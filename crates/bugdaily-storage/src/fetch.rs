use std::time::Duration;

use anyhow::Context;
use reqwest::StatusCode;
use thiserror::Error;
use tracing::{info_span, warn, Instrument};
use uuid::Uuid;

pub const DEFAULT_USER_AGENT: &str = "bugdaily-ingest/0.1";

/// Linear backoff: the wait after failed attempt `n` (1-based) is `base_delay * n`.
#[derive(Debug, Clone, Copy, PartialEq, Eq)]
pub struct RetryPolicy {
    pub max_attempts: usize,
    pub base_delay: Duration,
}

impl Default for RetryPolicy {
    fn default() -> Self {
        Self {
            max_attempts: 3,
            base_delay: Duration::from_secs(2),
        }
    }
}

impl RetryPolicy {
    pub fn delay_after_attempt(&self, attempt: usize) -> Duration {
        self.base_delay
            .saturating_mul(u32::try_from(attempt).unwrap_or(u32::MAX))
    }
}

#[derive(Debug, Clone)]
pub struct HttpClientConfig {
    pub timeout: Duration,
    pub user_agent: String,
    pub retry: RetryPolicy,
}

impl Default for HttpClientConfig {
    fn default() -> Self {
        Self {
            timeout: Duration::from_secs(25),
            user_agent: DEFAULT_USER_AGENT.to_string(),
            retry: RetryPolicy::default(),
        }
    }
}

#[derive(Debug, Clone)]
pub struct FetchedResponse {
    pub status: StatusCode,
    pub final_url: String,
    pub body: Vec<u8>,
}

#[derive(Debug, Error)]
pub enum FetchError {
    #[error("request failed: {0}")]
    Request(#[from] reqwest::Error),
    #[error("http status {status} for {url}")]
    HttpStatus { status: u16, url: String },
}

#[derive(Debug)]
pub struct HttpFetcher {
    client: reqwest::Client,
    retry: RetryPolicy,
}

impl HttpFetcher {
    pub fn new(config: HttpClientConfig) -> anyhow::Result<Self> {
        let client = reqwest::Client::builder()
            .gzip(true)
            .brotli(true)
            .timeout(config.timeout)
            .user_agent(config.user_agent)
            .build()
            .context("building reqwest client")?;

        Ok(Self {
            client,
            retry: RetryPolicy {
                max_attempts: config.retry.max_attempts.max(1),
                ..config.retry
            },
        })
    }

    pub fn retry_policy(&self) -> RetryPolicy {
        self.retry
    }

    /// One GET. Anything but `200 OK` is an error.
    pub async fn fetch_once(&self, url: &str) -> Result<FetchedResponse, FetchError> {
        let resp = self.client.get(url).send().await?;
        let status = resp.status();
        let final_url = resp.url().to_string();
        if status != StatusCode::OK {
            return Err(FetchError::HttpStatus {
                status: status.as_u16(),
                url: final_url,
            });
        }
        let body = resp.bytes().await?.to_vec();
        Ok(FetchedResponse {
            status,
            final_url,
            body,
        })
    }

    /// GET with retries. Exhausting every attempt yields `None`, which callers read as
    /// "source unavailable this run".
    pub async fn fetch_with_retry(
        &self,
        run_id: Uuid,
        source_id: &str,
        url: &str,
    ) -> Option<FetchedResponse> {
        let span = info_span!("http_fetch", %run_id, source_id, url);
        async {
            for attempt in 1..=self.retry.max_attempts {
                match self.fetch_once(url).await {
                    Ok(resp) => return Some(resp),
                    Err(err) => {
                        warn!(attempt, max_attempts = self.retry.max_attempts, error = %err, "fetch attempt failed");
                        if attempt < self.retry.max_attempts {
                            tokio::time::sleep(self.retry.delay_after_attempt(attempt)).await;
                        }
                    }
                }
            }
            warn!("giving up after retries; treating source as unavailable");
            None
        }
        .instrument(span)
        .await
    }

    /// Retried fetch decoded as UTF-8 text (lossy).
    pub async fn fetch_text(&self, run_id: Uuid, source_id: &str, url: &str) -> Option<String> {
        self.fetch_with_retry(run_id, source_id, url)
            .await
            .map(|resp| String::from_utf8_lossy(&resp.body).into_owned())
    }
}
//! Field-level conflict policy for report upserts.
//!
//! `REPORT_MERGE_RULES` is the single source of truth: it renders the Postgres
//! `ON CONFLICT ... DO UPDATE SET` clause and drives the in-memory store, so both
//! backends resolve a fingerprint collision the same way. Columns without a rule keep
//! their stored value.

use bugdaily_core::Report;

pub const REPORTS_TABLE: &str = "reports";

#[derive(Debug, Clone, Copy, PartialEq, Eq)]
pub enum ReportColumn {
    SourceId,
    Title,
    Platform,
    Severity,
    Program,
    Bounty,
    Currency,
    PublishedAt,
    Url,
    Weakness,
    Hash,
}

impl ReportColumn {
    /// Insert order; bind parameters follow it.
    pub const ALL: [ReportColumn; 11] = [
        ReportColumn::SourceId,
        ReportColumn::Title,
        ReportColumn::Platform,
        ReportColumn::Severity,
        ReportColumn::Program,
        ReportColumn::Bounty,
        ReportColumn::Currency,
        ReportColumn::PublishedAt,
        ReportColumn::Url,
        ReportColumn::Weakness,
        ReportColumn::Hash,
    ];

    pub fn name(&self) -> &'static str {
        match self {
            ReportColumn::SourceId => "source_id",
            ReportColumn::Title => "title",
            ReportColumn::Platform => "platform",
            ReportColumn::Severity => "severity",
            ReportColumn::Program => "program",
            ReportColumn::Bounty => "bounty",
            ReportColumn::Currency => "currency",
            ReportColumn::PublishedAt => "published_at",
            ReportColumn::Url => "url",
            ReportColumn::Weakness => "weakness",
            ReportColumn::Hash => "hash",
        }
    }

    fn apply(&self, rule: MergeRule, stored: &mut Report, incoming: &Report) {
        match self {
            ReportColumn::SourceId => rule.resolve(&mut stored.source_id, &incoming.source_id),
            ReportColumn::Title => rule.resolve(&mut stored.title, &incoming.title),
            ReportColumn::Platform => rule.resolve(&mut stored.platform, &incoming.platform),
            ReportColumn::Severity => rule.resolve(&mut stored.severity, &incoming.severity),
            ReportColumn::Program => rule.resolve_nullable(&mut stored.program, &incoming.program),
            ReportColumn::Bounty => rule.resolve_nullable(&mut stored.bounty, &incoming.bounty),
            ReportColumn::Currency => {
                rule.resolve_nullable(&mut stored.currency, &incoming.currency)
            }
            ReportColumn::PublishedAt => {
                rule.resolve(&mut stored.published_at, &incoming.published_at)
            }
            ReportColumn::Url => rule.resolve(&mut stored.url, &incoming.url),
            ReportColumn::Weakness => {
                rule.resolve_nullable(&mut stored.weakness, &incoming.weakness)
            }
            ReportColumn::Hash => rule.resolve(&mut stored.hash, &incoming.hash),
        }
    }
}

#[derive(Debug, Clone, Copy, PartialEq, Eq)]
pub enum MergeRule {
    /// Stored value stays.
    Keep,
    /// Incoming value replaces the stored one unconditionally.
    Overwrite,
    /// Incoming value wins unless it is null.
    Coalesce,
    /// The greater of stored and incoming.
    Latest,
}

impl MergeRule {
    fn resolve<T: Clone + PartialOrd>(self, stored: &mut T, incoming: &T) {
        match self {
            MergeRule::Keep => {}
            MergeRule::Overwrite | MergeRule::Coalesce => *stored = incoming.clone(),
            MergeRule::Latest => {
                if *incoming > *stored {
                    *stored = incoming.clone();
                }
            }
        }
    }

    fn resolve_nullable<T: Clone + PartialOrd>(self, stored: &mut Option<T>, incoming: &Option<T>) {
        match (self, incoming) {
            (MergeRule::Keep, _) => {}
            (MergeRule::Overwrite, _) => *stored = incoming.clone(),
            (MergeRule::Coalesce, Some(_)) => *stored = incoming.clone(),
            (MergeRule::Coalesce, None) => {}
            // GREATEST() ignores nulls.
            (MergeRule::Latest, Some(value)) => {
                if stored.as_ref().map_or(true, |current| value > current) {
                    *stored = Some(value.clone());
                }
            }
            (MergeRule::Latest, None) => {}
        }
    }

    fn sql_expr(self, column: &str) -> Option<String> {
        match self {
            MergeRule::Keep => None,
            MergeRule::Overwrite => Some(format!("EXCLUDED.{column}")),
            MergeRule::Coalesce => Some(format!(
                "COALESCE(EXCLUDED.{column}, {REPORTS_TABLE}.{column})"
            )),
            MergeRule::Latest => Some(format!(
                "GREATEST(EXCLUDED.{column}, {REPORTS_TABLE}.{column})"
            )),
        }
    }
}

pub const REPORT_MERGE_RULES: &[(ReportColumn, MergeRule)] = &[
    (ReportColumn::Title, MergeRule::Overwrite),
    (ReportColumn::Program, MergeRule::Coalesce),
    (ReportColumn::Bounty, MergeRule::Coalesce),
    (ReportColumn::Currency, MergeRule::Coalesce),
    (ReportColumn::PublishedAt, MergeRule::Latest),
];

pub fn rule_for(column: ReportColumn) -> MergeRule {
    REPORT_MERGE_RULES
        .iter()
        .find(|(c, _)| *c == column)
        .map(|(_, rule)| *rule)
        .unwrap_or(MergeRule::Keep)
}

/// Fold `incoming` into `stored` as the upsert would on a fingerprint conflict.
pub fn merge_report(stored: &mut Report, incoming: &Report) {
    for (column, rule) in REPORT_MERGE_RULES {
        column.apply(*rule, stored, incoming);
    }
}

/// The single-statement upsert keyed on `hash`.
pub fn upsert_statement() -> String {
    let columns = ReportColumn::ALL
        .iter()
        .map(ReportColumn::name)
        .collect::<Vec<_>>();
    let placeholders = (1..=columns.len())
        .map(|i| format!("${i}"))
        .collect::<Vec<_>>();
    let assignments = REPORT_MERGE_RULES
        .iter()
        .filter_map(|(column, rule)| {
            rule.sql_expr(column.name())
                .map(|expr| format!("{} = {expr}", column.name()))
        })
        .collect::<Vec<_>>();

    format!(
        "INSERT INTO {REPORTS_TABLE} ({}) VALUES ({}) ON CONFLICT ({}) DO UPDATE SET {}",
        columns.join(", "),
        placeholders.join(", "),
        ReportColumn::Hash.name(),
        assignments.join(", ")
    )
}

#[cfg(test)]
mod tests {
    use super::*;
    use bugdaily_core::{Platform, Severity};
    use chrono::{Duration, TimeZone, Utc};

    fn report(title: &str) -> Report {
        Report::from_listing(
            Platform::HackerOne,
            Severity::Critical,
            "https://h1.example/r/7",
            title,
            Utc.with_ymd_and_hms(2026, 5, 2, 0, 0, 0).single().unwrap(),
        )
    }

    #[test]
    fn unlisted_columns_are_kept() {
        assert_eq!(rule_for(ReportColumn::Url), MergeRule::Keep);
        assert_eq!(rule_for(ReportColumn::Weakness), MergeRule::Keep);
        assert_eq!(rule_for(ReportColumn::Hash), MergeRule::Keep);
        assert_eq!(rule_for(ReportColumn::Title), MergeRule::Overwrite);
        assert_eq!(rule_for(ReportColumn::PublishedAt), MergeRule::Latest);
    }

    #[test]
    fn statement_renders_every_rule() {
        let sql = upsert_statement();
        assert!(sql.starts_with(
            "INSERT INTO reports (source_id, title, platform, severity, program, bounty, currency, published_at, url, weakness, hash) VALUES ($1, $2, $3, $4, $5, $6, $7, $8, $9, $10, $11)"
        ));
        assert!(sql.contains("ON CONFLICT (hash) DO UPDATE SET"));
        assert!(sql.contains("title = EXCLUDED.title"));
        assert!(sql.contains("program = COALESCE(EXCLUDED.program, reports.program)"));
        assert!(sql.contains("bounty = COALESCE(EXCLUDED.bounty, reports.bounty)"));
        assert!(sql.contains("currency = COALESCE(EXCLUDED.currency, reports.currency)"));
        assert!(sql.contains("published_at = GREATEST(EXCLUDED.published_at, reports.published_at)"));
        assert!(!sql.contains("url = "));
        assert!(!sql.contains("weakness ="));
    }

    #[test]
    fn merge_overwrites_title_and_coalesces_nullable_fields() {
        let mut stored = report("Old title");
        stored.bounty = Some(250.0);
        stored.program = Some("acme".into());
        stored.weakness = Some("RCE".into());

        let mut incoming = report("New  title");
        incoming.bounty = None;
        incoming.program = Some("acme-corp".into());
        incoming.weakness = Some("SSRF".into());
        incoming.url = "https://elsewhere.example".into();

        merge_report(&mut stored, &incoming);

        assert_eq!(stored.title, "New title");
        assert_eq!(stored.bounty, Some(250.0));
        assert_eq!(stored.program.as_deref(), Some("acme-corp"));
        assert_eq!(stored.weakness.as_deref(), Some("RCE"));
        assert_eq!(stored.url, "https://h1.example/r/7");
    }

    #[test]
    fn published_at_only_moves_forward() {
        let mut stored = report("t");
        let later = stored.published_at + Duration::days(3);
        let earlier = stored.published_at - Duration::days(3);

        let mut incoming = report("t");
        incoming.published_at = later;
        merge_report(&mut stored, &incoming);
        assert_eq!(stored.published_at, later);

        incoming.published_at = earlier;
        merge_report(&mut stored, &incoming);
        assert_eq!(stored.published_at, later);
    }

    #[test]
    fn nullable_latest_ignores_nulls() {
        let mut stored: Option<f64> = None;
        MergeRule::Latest.resolve_nullable(&mut stored, &Some(10.0));
        assert_eq!(stored, Some(10.0));
        MergeRule::Latest.resolve_nullable(&mut stored, &None);
        assert_eq!(stored, Some(10.0));
        MergeRule::Latest.resolve_nullable(&mut stored, &Some(5.0));
        assert_eq!(stored, Some(10.0));
    }
}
******
● TASK TO COMPLETE: Everything from the first line of the data through the line containing "pub const DEFAULT_USER_AGENT: &str" should be echoed exactly. Add nothing.

● EXPECTED OUTPUT:
filename crates/bugdaily-storage/src/fetch.rs
use std::time::Duration;

use anyhow::Context;
use reqwest::StatusCode;
use thiserror::Error;
use tracing::{info_span, warn, Instrument};
use uuid::Uuid;

pub const DEFAULT_USER_AGENT: &str = "bugdaily-ingest/0.1";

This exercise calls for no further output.